Herman van der Mijn, or Heroman van der Myn (1684 – 1741), was an 18th-century painter from the Dutch Republic.

He was born in Amsterdam. According to the RKD he learned to paint flowers from Ernst Stuven, and became a master of the Antwerp Guild of St. Luke in 1712, and the following year court painter to Johann Wilhelm, Elector Palatine. According to Houbraken he introduced Jan van Nickelen to Jan Frans van Douven. He took the family of Jan van Nickelen in tow to Dusseldorp, where they painted at court, and Van der Mijn taught Van Nickelen's daughter Jacoba Maria van Nickelen to paint flowers. She met the painters Rachel Ruysch and Willem Troost (whom Jacoba married) there.
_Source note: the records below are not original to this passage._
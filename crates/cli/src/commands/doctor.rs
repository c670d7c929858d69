use std::fmt::Display;

use chairfit_core::catalog::Catalog;
use chairfit_core::config::{AppConfig, LoadOptions};
use chairfit_core::recommendation::RecommendationEngine;
use chairfit_gateway::{Collaborators, HttpMessagingGateway, MessagingGateway};
use serde::Serialize;

use crate::commands::{CommandResult, EXIT_DOCTOR};

const COMMAND: &str = "doctor";

#[derive(Clone, Copy, Debug, PartialEq, Eq, Serialize)]
#[serde(rename_all = "snake_case")]
enum CheckStatus {
    Pass,
    Fail,
    Skipped,
}

impl CheckStatus {
    fn marker(self) -> &'static str {
        match self {
            Self::Pass => "ok",
            Self::Fail => "fail",
            Self::Skipped => "skip",
        }
    }
}

#[derive(Debug, Serialize)]
struct DoctorCheck {
    name: &'static str,
    status: CheckStatus,
    details: String,
}

impl DoctorCheck {
    fn pass(name: &'static str, details: impl Into<String>) -> Self {
        Self { name, status: CheckStatus::Pass, details: details.into() }
    }

    fn fail(name: &'static str, error: impl Display) -> Self {
        Self { name, status: CheckStatus::Fail, details: error.to_string() }
    }

    fn skipped(name: &'static str, reason: &str) -> Self {
        Self { name, status: CheckStatus::Skipped, details: format!("skipped because {reason}") }
    }
}

#[derive(Debug, Serialize)]
struct DoctorReport {
    overall_status: CheckStatus,
    summary: String,
    checks: Vec<DoctorCheck>,
}

impl DoctorReport {
    fn from_checks(checks: Vec<DoctorCheck>) -> Self {
        let failed = checks.iter().filter(|check| check.status == CheckStatus::Fail).count();
        let (overall_status, summary) = if failed == 0 {
            (CheckStatus::Pass, format!("chairfit is ready ({} checks)", checks.len()))
        } else {
            (CheckStatus::Fail, format!("chairfit is not ready: {failed} check(s) failed"))
        };
        Self { overall_status, summary, checks }
    }

    fn render_human(&self) -> String {
        std::iter::once(self.summary.clone())
            .chain(self.checks.iter().map(|check| {
                format!("- [{}] {}: {}", check.status.marker(), check.name, check.details)
            }))
            .collect::<Vec<_>>()
            .join("\n")
    }
}

pub fn run(json_output: bool) -> CommandResult {
    let report = DoctorReport::from_checks(collect_checks());
    let exit_code = if report.overall_status == CheckStatus::Fail { EXIT_DOCTOR } else { 0 };

    let mut result = if json_output {
        CommandResult::json(COMMAND, &report)
    } else {
        CommandResult::text(report.render_human())
    };
    if result.exit_code == 0 {
        result.exit_code = exit_code;
    }
    result
}

fn collect_checks() -> Vec<DoctorCheck> {
    let config = match AppConfig::load(LoadOptions::default()) {
        Ok(config) => config,
        Err(error) => {
            let mut checks = vec![DoctorCheck::fail("config_validation", error)];
            checks.extend(
                [
                    "catalog_load",
                    "rule_catalog_consistency",
                    "collaborator_setup",
                    "messaging_connectivity",
                ]
                .into_iter()
                .map(|name| DoctorCheck::skipped(name, "configuration did not load")),
            );
            return checks;
        }
    };

    let mut checks = vec![DoctorCheck::pass("config_validation", "configuration is valid")];
    checks.extend(catalog_checks(&config));
    checks.push(collaborator_check(&config));
    checks.push(messaging_check(&config));
    checks
}

fn catalog_checks(config: &AppConfig) -> [DoctorCheck; 2] {
    let catalog = match Catalog::load(config.catalog.path.as_deref()) {
        Ok(catalog) => catalog,
        Err(error) => {
            return [
                DoctorCheck::fail("catalog_load", error),
                DoctorCheck::skipped("rule_catalog_consistency", "catalog did not load"),
            ];
        }
    };

    let source = match &config.catalog.path {
        Some(path) => format!("`{}`", path.display()),
        None => "builtin catalog".to_string(),
    };
    let loaded =
        DoctorCheck::pass("catalog_load", format!("{} categories from {source}", catalog.len()));

    let engine = RecommendationEngine::new();
    let consistency = match catalog.verify_rules(engine.rules()) {
        Ok(()) => DoctorCheck::pass(
            "rule_catalog_consistency",
            format!("all {} rules resolve to catalog categories", engine.rules().len()),
        ),
        Err(error) => DoctorCheck::fail("rule_catalog_consistency", error),
    };

    [loaded, consistency]
}

fn collaborator_check(config: &AppConfig) -> DoctorCheck {
    if let Err(error) = Collaborators::from_config(config) {
        return DoctorCheck::fail("collaborator_setup", error);
    }

    let enabled: Vec<&str> = [
        ("messaging", config.messaging.enabled),
        ("crm", config.crm.enabled),
        ("lead_store", config.lead_store.enabled),
    ]
    .into_iter()
    .filter_map(|(name, enabled)| enabled.then_some(name))
    .collect();

    if enabled.is_empty() {
        DoctorCheck::pass("collaborator_setup", "all collaborators disabled; no-op adapters in use")
    } else {
        DoctorCheck::pass("collaborator_setup", format!("http adapters for {}", enabled.join(", ")))
    }
}

fn messaging_check(config: &AppConfig) -> DoctorCheck {
    const NAME: &str = "messaging_connectivity";

    if !config.messaging.enabled {
        return DoctorCheck::skipped(NAME, "messaging is disabled");
    }

    let gateway = match HttpMessagingGateway::from_config(&config.messaging) {
        Ok(gateway) => gateway,
        Err(error) => return DoctorCheck::fail(NAME, error),
    };
    let runtime = match tokio::runtime::Builder::new_current_thread().enable_all().build() {
        Ok(runtime) => runtime,
        Err(error) => return DoctorCheck::fail(NAME, format!("async runtime unavailable: {error}")),
    };

    match runtime.block_on(gateway.check_connection()) {
        Ok(()) => DoctorCheck::pass(
            NAME,
            format!("gateway reachable at `{}`", config.messaging.base_url),
        ),
        Err(error) => DoctorCheck::fail(NAME, error),
    }
}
Van der Mijn returned to the Netherlands in 1717, but left on a trip via Brussels and Paris to London, where he stayed except in 1737, when he took a trip to Leeuwarden. His sister Agatha was also a flower painter who accompanied him to England, and his children all became painters: George, Robert, Cornelia, Frans, Gerard and Andreas van der Mijn. Other pupils (besides Jacoba Maria) were James Latham and Herman Frederik van Hengel.

He also taught Anne, Princess Royal and Princess of Orange, daughter of George II of Great Britain and Caroline of Ansbach, drawing and painting. She made a portrait of van der Mijn himself while he was at work making portraits of other family members.

He died in London in 1741.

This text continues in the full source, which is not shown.